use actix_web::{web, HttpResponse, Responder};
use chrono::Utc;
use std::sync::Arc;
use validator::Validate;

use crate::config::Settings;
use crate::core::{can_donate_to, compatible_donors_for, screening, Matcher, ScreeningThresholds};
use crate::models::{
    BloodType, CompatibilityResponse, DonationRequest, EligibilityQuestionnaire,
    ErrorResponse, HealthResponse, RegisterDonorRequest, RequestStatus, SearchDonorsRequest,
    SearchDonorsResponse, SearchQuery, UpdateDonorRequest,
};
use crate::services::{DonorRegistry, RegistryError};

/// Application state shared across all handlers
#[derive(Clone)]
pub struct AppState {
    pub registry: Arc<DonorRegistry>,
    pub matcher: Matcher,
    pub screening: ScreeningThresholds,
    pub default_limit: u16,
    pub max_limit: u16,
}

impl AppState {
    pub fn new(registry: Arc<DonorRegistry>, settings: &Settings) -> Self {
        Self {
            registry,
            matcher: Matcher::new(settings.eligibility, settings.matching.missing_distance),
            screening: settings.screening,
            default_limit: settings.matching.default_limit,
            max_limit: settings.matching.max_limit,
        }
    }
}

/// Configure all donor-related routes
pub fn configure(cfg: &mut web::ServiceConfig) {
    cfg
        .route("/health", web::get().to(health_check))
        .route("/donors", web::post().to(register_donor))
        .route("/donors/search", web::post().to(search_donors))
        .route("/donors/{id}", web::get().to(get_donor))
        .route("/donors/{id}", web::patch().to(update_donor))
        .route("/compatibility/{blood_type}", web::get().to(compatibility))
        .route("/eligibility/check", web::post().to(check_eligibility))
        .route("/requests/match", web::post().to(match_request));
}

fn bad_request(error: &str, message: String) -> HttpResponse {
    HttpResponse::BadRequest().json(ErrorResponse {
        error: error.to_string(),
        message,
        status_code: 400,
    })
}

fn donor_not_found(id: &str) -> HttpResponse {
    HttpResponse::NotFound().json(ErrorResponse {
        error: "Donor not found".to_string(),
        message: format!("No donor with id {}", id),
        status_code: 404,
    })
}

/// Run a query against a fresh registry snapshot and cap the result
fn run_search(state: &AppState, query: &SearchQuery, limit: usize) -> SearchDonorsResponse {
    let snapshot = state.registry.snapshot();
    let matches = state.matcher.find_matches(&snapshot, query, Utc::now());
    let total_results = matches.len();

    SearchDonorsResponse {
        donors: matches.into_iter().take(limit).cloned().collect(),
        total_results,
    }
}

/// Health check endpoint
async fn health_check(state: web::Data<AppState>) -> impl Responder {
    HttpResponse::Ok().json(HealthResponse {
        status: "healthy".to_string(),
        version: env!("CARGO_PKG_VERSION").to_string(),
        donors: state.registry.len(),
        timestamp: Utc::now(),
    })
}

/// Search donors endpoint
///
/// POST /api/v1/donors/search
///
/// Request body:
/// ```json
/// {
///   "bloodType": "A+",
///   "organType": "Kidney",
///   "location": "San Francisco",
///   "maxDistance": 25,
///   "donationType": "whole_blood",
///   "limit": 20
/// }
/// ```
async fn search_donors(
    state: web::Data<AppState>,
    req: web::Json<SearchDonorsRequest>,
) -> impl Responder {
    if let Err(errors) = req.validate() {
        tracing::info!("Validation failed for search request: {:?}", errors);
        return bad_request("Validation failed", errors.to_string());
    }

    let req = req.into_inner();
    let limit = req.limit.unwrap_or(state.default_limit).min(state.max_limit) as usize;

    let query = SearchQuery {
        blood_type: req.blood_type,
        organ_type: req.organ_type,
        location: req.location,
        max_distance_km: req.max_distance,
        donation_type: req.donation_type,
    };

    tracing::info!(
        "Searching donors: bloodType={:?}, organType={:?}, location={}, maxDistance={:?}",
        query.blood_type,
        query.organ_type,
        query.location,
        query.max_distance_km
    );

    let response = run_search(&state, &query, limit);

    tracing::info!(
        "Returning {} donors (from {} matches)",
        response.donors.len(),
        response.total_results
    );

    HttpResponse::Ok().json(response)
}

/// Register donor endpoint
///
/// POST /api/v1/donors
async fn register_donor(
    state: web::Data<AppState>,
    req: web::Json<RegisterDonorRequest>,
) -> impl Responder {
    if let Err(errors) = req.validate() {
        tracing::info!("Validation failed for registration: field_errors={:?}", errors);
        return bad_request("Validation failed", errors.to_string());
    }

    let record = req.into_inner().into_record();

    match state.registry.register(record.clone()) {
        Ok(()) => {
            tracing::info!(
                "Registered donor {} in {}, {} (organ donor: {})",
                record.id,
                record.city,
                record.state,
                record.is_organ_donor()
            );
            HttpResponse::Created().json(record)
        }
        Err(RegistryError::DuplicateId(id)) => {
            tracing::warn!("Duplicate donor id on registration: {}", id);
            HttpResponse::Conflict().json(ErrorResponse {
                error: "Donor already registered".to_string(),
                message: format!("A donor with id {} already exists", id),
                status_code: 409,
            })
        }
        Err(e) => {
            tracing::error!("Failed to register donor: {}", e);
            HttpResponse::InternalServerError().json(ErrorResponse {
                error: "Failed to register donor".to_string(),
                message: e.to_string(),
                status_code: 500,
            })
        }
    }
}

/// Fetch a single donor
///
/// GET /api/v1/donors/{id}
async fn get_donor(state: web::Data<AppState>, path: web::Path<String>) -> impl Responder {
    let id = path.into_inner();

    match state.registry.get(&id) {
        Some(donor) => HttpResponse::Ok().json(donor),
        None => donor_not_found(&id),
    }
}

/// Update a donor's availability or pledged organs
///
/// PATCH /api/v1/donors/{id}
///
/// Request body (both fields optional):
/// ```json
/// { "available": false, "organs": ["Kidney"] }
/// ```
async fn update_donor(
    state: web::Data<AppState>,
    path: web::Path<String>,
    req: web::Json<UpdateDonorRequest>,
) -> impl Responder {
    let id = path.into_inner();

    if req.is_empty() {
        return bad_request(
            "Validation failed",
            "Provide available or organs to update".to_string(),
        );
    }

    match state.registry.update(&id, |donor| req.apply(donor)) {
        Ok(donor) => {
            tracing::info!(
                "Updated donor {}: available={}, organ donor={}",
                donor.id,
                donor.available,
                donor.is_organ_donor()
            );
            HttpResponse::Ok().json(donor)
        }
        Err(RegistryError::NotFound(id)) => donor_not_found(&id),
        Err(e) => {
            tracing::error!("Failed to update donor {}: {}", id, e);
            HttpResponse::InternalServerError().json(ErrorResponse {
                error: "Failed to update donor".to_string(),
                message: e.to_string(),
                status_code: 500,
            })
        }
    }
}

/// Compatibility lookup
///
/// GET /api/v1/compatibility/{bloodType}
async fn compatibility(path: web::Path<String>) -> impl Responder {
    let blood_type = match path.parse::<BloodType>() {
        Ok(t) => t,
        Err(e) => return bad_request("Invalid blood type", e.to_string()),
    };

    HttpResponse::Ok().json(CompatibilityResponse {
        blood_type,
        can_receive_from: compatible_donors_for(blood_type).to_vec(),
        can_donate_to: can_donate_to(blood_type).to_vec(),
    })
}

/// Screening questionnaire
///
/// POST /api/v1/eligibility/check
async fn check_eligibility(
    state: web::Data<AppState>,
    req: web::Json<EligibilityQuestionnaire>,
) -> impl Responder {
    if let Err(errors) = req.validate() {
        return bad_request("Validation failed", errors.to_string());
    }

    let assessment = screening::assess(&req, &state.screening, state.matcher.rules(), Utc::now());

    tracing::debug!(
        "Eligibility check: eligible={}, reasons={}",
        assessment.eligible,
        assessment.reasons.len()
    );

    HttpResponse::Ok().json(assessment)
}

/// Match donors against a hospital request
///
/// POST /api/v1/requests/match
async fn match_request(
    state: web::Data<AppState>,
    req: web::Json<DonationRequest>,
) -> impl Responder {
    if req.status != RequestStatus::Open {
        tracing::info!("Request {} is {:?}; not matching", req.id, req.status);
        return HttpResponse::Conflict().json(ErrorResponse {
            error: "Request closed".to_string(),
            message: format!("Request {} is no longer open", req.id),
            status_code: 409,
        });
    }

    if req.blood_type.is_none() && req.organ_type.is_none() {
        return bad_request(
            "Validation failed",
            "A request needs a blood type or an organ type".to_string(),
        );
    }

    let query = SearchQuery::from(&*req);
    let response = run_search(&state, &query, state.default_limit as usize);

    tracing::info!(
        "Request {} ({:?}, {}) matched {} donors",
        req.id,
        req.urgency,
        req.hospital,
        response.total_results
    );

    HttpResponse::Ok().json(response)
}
★ ★ ★ ★ ★
TASK DETAILS |
Search the data and copy each line containing "HealthResponse".

TASK RESULT |
    ErrorResponse, HealthResponse, RegisterDonorRequest, RequestStatus, SearchDonorsRequest,
    HttpResponse::Ok().json(HealthResponse {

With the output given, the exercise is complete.